Please keep to the lines below from the one with "бесплатный, оплата не" through the one with "s.id == server_id);", and restate them word for word, ends included.

----

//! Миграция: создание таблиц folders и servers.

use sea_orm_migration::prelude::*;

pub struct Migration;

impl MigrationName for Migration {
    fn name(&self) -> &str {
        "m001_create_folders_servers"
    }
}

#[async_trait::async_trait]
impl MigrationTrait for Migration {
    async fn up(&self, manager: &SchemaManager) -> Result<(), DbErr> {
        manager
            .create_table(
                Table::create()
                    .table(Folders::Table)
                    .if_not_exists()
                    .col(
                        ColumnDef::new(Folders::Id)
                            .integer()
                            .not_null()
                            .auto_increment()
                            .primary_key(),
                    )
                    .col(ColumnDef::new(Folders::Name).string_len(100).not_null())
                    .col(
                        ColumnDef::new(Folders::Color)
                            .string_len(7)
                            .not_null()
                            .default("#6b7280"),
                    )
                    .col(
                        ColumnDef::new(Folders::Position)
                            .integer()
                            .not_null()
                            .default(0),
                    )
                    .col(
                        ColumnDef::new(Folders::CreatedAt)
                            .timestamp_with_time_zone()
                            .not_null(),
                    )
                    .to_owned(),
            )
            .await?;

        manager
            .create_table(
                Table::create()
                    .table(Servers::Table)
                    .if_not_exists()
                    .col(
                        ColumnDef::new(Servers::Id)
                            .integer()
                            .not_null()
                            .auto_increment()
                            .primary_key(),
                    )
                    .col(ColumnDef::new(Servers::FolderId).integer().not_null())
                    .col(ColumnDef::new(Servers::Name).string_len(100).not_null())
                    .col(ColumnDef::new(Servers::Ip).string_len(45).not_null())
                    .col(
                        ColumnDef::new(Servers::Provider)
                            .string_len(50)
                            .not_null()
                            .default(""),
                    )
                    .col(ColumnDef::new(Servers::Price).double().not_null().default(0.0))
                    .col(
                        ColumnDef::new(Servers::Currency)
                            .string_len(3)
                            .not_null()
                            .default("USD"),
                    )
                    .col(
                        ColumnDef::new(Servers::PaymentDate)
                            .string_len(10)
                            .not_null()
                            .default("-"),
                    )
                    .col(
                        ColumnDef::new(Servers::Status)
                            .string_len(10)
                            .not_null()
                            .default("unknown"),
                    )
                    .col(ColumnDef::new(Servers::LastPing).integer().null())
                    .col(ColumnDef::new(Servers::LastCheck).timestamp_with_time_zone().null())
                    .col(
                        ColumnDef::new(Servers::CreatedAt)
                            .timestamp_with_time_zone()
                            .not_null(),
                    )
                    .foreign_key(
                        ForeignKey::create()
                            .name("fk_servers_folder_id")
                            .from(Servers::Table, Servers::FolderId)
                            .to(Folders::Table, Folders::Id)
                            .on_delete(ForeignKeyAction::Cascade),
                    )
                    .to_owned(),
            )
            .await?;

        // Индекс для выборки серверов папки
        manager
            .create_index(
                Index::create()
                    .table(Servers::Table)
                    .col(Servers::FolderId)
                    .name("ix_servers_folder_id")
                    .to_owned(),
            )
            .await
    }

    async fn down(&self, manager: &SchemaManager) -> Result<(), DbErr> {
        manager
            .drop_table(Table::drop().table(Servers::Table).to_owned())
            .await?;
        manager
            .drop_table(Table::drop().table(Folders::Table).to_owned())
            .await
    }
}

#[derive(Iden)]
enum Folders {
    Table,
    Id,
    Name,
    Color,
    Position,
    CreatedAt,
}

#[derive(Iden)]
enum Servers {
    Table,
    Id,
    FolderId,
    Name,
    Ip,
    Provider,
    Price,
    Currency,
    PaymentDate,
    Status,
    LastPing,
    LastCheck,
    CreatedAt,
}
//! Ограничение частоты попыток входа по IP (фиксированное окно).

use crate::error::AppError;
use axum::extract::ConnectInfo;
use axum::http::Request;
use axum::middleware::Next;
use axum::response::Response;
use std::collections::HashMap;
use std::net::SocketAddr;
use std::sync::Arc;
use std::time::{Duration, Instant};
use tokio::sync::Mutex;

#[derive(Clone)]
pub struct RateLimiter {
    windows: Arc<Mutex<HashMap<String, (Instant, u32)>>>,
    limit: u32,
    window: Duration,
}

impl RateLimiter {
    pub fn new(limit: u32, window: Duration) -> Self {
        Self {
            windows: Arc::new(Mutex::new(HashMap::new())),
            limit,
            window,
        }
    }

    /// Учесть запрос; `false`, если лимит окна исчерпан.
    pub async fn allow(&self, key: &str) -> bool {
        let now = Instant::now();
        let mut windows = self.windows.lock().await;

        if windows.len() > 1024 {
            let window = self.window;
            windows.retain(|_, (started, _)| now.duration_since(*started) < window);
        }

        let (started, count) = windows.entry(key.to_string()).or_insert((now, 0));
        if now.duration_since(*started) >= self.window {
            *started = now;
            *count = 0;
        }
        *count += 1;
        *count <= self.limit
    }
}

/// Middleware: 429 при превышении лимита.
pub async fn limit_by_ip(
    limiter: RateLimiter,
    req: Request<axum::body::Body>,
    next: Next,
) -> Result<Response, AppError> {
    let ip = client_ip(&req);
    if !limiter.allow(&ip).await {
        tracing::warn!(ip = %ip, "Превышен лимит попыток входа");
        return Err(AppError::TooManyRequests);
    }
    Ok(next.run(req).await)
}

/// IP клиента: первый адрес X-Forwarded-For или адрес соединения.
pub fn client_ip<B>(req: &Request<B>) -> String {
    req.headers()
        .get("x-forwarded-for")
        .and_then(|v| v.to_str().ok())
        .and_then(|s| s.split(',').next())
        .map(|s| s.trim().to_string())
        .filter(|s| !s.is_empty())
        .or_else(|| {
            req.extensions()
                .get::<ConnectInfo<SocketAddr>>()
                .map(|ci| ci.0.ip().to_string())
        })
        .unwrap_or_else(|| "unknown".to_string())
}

----

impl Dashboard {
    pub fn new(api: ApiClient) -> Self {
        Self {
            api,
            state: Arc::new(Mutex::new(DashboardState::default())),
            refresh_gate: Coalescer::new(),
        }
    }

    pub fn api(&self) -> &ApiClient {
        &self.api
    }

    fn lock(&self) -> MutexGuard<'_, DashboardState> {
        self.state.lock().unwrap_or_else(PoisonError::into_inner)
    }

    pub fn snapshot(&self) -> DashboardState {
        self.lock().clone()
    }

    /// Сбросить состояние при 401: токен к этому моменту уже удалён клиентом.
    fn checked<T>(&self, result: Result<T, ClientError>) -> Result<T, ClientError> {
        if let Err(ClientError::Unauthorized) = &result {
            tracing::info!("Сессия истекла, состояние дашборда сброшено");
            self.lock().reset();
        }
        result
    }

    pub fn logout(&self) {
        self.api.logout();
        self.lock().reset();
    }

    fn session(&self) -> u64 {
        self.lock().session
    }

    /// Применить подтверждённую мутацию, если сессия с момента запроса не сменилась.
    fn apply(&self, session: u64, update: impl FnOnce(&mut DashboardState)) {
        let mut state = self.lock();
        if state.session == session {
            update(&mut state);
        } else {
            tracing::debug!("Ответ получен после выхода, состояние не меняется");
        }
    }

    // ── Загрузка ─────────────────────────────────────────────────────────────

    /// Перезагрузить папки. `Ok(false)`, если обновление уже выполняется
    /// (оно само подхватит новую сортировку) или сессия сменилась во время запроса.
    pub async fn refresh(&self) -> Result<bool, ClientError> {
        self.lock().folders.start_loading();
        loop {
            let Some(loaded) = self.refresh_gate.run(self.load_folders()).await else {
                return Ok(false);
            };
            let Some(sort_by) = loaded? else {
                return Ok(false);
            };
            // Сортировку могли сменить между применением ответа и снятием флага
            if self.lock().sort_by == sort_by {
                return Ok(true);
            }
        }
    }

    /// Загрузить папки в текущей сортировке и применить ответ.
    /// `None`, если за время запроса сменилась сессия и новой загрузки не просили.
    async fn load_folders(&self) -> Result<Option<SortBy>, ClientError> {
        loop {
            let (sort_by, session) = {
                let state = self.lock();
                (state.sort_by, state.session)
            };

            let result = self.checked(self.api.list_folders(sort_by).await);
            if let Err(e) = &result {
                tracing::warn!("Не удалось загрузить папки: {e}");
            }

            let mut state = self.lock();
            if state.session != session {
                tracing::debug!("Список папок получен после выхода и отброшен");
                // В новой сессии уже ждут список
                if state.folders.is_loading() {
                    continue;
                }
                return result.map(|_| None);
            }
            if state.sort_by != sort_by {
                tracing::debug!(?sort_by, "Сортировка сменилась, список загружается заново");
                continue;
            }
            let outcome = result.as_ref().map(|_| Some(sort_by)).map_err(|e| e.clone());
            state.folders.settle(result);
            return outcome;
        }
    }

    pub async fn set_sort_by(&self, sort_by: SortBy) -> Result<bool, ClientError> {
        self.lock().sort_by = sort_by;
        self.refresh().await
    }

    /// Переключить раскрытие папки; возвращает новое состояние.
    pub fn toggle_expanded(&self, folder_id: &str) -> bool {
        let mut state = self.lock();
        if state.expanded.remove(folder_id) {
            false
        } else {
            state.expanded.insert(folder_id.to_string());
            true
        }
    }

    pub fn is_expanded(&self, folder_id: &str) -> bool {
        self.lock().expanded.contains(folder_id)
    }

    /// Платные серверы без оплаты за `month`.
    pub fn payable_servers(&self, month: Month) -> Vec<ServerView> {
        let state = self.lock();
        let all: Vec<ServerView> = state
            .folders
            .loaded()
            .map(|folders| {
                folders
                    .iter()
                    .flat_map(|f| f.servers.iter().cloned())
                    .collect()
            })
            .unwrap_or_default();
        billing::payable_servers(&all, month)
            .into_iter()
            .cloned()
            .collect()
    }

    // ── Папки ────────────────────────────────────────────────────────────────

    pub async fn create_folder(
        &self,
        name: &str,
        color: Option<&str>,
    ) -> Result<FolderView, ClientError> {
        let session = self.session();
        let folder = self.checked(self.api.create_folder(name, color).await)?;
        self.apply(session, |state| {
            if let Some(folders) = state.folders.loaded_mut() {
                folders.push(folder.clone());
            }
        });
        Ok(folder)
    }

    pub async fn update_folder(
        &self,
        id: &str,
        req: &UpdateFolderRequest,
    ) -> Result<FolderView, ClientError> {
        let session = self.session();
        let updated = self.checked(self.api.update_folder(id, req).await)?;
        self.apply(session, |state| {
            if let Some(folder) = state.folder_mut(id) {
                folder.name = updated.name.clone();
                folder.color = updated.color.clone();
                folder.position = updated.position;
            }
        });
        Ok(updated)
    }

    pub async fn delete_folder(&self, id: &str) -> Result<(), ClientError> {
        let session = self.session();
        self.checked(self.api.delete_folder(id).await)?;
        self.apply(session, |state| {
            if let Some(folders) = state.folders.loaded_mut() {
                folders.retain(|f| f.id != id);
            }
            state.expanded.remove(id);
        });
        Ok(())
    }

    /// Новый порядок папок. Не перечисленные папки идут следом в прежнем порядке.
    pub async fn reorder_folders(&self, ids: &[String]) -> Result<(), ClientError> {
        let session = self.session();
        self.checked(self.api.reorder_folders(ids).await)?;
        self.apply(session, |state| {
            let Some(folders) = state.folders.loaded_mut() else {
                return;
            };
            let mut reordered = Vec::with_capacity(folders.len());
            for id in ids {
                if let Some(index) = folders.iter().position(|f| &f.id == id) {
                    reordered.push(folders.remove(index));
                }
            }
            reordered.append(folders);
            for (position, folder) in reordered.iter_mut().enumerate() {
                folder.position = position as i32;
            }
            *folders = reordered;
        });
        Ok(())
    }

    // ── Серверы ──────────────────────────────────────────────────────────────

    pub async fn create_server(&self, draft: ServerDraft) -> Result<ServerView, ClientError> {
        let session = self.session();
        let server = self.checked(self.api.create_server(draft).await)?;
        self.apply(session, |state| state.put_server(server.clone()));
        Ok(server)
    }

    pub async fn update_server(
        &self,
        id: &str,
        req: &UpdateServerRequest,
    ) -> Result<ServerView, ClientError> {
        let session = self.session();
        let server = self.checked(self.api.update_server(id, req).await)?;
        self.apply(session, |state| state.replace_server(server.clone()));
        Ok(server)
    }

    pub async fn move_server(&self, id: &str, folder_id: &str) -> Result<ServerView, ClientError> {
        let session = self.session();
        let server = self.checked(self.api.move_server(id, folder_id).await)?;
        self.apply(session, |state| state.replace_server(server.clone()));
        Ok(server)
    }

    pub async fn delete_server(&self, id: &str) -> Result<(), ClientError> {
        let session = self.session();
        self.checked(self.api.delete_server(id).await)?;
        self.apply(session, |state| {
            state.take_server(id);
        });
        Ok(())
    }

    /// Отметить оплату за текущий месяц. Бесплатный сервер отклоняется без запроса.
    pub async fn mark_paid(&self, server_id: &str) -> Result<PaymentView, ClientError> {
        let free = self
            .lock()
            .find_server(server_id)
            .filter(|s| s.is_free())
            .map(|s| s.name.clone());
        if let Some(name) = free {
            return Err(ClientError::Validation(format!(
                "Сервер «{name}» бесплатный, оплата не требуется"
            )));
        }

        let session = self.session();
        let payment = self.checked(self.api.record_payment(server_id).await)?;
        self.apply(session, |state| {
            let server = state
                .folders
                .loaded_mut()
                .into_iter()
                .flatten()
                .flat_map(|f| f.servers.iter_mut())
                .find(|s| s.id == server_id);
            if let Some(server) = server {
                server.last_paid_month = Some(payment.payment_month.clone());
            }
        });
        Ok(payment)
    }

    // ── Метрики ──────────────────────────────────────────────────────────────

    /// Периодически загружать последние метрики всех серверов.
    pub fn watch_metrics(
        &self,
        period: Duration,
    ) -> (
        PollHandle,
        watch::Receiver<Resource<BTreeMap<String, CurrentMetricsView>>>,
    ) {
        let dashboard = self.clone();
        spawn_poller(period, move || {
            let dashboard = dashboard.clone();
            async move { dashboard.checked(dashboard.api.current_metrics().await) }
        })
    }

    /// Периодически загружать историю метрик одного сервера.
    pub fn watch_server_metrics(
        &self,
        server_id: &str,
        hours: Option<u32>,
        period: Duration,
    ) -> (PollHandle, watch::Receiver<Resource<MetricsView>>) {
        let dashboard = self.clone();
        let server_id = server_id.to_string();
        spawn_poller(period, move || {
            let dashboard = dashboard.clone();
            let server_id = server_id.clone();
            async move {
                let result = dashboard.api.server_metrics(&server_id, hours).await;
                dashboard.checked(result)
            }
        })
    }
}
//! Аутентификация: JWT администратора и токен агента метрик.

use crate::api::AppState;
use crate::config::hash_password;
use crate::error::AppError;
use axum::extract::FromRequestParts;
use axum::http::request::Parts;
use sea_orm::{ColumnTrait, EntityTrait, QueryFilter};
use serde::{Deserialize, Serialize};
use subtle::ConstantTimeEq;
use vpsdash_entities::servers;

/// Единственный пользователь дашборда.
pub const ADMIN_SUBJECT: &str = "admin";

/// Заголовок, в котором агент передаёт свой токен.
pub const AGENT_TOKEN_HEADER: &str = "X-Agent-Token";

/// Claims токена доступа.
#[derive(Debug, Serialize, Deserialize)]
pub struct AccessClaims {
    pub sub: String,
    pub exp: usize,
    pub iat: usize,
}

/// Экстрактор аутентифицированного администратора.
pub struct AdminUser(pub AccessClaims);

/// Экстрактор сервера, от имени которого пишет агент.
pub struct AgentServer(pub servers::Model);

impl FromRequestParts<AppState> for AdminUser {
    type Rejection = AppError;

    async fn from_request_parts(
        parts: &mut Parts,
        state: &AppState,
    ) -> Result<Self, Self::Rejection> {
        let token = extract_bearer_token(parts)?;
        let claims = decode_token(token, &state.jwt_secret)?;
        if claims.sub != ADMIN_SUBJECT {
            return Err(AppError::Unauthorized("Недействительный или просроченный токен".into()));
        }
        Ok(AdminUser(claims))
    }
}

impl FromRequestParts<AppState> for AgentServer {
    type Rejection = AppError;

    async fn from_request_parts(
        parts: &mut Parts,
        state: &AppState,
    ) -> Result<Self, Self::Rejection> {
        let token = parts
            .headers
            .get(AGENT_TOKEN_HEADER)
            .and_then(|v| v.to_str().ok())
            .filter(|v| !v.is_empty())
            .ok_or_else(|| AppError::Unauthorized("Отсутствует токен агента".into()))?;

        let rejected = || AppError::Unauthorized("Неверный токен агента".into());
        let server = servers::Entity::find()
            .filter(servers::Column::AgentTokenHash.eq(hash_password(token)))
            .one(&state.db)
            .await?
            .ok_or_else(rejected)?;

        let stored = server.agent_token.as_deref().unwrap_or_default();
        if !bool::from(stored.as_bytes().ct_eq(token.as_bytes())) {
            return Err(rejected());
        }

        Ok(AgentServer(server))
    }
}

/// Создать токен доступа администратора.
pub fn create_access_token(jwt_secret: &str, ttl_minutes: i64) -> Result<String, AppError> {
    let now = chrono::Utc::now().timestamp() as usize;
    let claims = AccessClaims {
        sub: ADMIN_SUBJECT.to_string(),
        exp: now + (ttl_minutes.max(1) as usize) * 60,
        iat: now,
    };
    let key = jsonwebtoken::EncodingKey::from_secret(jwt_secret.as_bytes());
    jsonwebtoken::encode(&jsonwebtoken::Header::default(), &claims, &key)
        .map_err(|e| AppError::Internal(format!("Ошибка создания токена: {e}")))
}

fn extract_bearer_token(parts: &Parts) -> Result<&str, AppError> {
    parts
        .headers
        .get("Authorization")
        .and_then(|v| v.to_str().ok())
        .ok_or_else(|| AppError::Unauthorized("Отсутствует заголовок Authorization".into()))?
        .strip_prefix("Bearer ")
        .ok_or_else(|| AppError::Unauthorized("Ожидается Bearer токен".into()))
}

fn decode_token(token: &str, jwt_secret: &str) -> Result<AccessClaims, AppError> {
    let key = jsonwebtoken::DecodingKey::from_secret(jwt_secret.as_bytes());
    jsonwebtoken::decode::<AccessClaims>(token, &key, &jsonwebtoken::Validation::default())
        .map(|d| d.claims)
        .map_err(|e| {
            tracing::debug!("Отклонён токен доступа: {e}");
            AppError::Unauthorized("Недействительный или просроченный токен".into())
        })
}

----

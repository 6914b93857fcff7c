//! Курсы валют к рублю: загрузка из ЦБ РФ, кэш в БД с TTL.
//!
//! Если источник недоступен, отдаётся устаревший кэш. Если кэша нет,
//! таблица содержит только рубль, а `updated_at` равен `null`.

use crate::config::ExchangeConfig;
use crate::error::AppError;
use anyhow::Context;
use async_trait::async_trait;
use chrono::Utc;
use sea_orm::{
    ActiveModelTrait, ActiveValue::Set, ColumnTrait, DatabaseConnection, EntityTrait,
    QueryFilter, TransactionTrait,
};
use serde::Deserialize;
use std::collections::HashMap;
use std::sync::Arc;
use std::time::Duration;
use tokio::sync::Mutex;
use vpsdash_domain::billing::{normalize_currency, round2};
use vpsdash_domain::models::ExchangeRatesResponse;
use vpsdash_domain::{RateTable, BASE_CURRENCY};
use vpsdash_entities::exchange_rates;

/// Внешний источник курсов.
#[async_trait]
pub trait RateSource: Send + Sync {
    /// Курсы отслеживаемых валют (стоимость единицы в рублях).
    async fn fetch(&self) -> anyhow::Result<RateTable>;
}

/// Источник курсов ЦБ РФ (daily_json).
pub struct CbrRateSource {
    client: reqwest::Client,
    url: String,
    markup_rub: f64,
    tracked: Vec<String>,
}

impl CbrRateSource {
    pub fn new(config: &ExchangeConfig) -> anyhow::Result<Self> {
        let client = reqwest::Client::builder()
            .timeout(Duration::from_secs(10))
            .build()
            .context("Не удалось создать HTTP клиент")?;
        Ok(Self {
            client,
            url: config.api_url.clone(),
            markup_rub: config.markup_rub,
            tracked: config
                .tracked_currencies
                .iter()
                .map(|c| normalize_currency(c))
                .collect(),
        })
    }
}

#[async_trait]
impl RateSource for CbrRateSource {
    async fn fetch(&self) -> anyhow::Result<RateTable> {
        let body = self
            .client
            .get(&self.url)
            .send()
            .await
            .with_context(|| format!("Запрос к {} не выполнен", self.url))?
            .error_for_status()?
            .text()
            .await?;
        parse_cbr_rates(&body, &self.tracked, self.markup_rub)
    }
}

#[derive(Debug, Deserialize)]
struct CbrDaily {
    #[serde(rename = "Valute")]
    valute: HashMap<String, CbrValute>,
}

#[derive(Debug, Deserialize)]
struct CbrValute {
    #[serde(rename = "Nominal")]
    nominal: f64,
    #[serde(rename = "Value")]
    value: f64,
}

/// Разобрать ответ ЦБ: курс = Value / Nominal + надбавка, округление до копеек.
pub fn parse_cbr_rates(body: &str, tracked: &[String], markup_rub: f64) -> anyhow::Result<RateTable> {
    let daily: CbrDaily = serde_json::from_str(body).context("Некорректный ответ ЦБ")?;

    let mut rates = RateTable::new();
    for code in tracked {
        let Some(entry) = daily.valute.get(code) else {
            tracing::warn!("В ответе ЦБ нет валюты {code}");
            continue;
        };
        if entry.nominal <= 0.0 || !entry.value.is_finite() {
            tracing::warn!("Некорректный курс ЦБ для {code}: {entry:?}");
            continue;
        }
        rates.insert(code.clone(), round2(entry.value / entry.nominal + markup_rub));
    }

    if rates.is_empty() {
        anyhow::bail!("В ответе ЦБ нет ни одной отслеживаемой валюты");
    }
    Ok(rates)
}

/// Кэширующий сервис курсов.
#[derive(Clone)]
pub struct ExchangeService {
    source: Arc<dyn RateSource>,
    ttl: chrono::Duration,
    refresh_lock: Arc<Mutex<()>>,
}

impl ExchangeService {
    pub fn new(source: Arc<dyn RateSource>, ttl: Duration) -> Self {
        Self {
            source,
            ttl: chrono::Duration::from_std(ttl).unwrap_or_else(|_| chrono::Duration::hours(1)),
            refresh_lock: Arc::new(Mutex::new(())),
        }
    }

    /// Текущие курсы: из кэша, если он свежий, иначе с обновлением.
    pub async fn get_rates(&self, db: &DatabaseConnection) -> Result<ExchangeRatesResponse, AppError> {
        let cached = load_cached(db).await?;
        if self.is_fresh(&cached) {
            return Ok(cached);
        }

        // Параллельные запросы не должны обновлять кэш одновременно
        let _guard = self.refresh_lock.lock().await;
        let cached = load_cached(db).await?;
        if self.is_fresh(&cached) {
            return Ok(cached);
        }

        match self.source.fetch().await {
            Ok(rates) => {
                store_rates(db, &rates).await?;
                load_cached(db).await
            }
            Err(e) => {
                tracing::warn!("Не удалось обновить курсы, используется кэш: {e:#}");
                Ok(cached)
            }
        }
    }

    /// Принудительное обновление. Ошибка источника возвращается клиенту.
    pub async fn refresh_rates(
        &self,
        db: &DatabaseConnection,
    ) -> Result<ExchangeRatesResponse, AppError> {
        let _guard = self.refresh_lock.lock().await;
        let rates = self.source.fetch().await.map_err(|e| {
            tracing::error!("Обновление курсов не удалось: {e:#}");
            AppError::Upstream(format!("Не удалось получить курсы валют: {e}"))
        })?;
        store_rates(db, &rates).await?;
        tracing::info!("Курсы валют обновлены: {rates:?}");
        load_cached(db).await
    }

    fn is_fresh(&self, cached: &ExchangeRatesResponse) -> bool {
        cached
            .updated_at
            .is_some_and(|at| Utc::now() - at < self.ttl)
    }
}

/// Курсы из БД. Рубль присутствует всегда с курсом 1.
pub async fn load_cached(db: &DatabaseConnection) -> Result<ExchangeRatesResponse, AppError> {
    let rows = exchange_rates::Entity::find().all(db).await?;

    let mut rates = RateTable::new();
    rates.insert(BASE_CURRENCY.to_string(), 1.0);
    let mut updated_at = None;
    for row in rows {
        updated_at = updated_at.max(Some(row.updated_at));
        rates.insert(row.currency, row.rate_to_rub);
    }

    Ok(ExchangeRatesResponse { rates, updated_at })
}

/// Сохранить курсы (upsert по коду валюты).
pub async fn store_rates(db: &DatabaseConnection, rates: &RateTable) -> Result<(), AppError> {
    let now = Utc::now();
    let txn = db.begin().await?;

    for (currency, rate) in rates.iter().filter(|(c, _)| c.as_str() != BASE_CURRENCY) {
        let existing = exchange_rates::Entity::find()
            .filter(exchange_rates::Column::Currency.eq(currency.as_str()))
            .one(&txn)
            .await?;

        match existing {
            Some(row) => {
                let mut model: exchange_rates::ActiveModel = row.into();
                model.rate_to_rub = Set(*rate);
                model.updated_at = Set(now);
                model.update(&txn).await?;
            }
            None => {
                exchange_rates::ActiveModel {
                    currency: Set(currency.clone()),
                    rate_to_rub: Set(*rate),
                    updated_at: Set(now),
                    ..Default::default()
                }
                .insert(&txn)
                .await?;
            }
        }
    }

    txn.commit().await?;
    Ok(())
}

----

## Solved problem
                "Сервер «{name}» бесплатный, оплата не требуется"
            )));
        }

        let session = self.session();
        let payment = self.checked(self.api.record_payment(server_id).await)?;
        self.apply(session, |state| {
            let server = state
                .folders
                .loaded_mut()
                .into_iter()
                .flatten()
                .flat_map(|f| f.servers.iter_mut())
                .find(|s| s.id == server_id);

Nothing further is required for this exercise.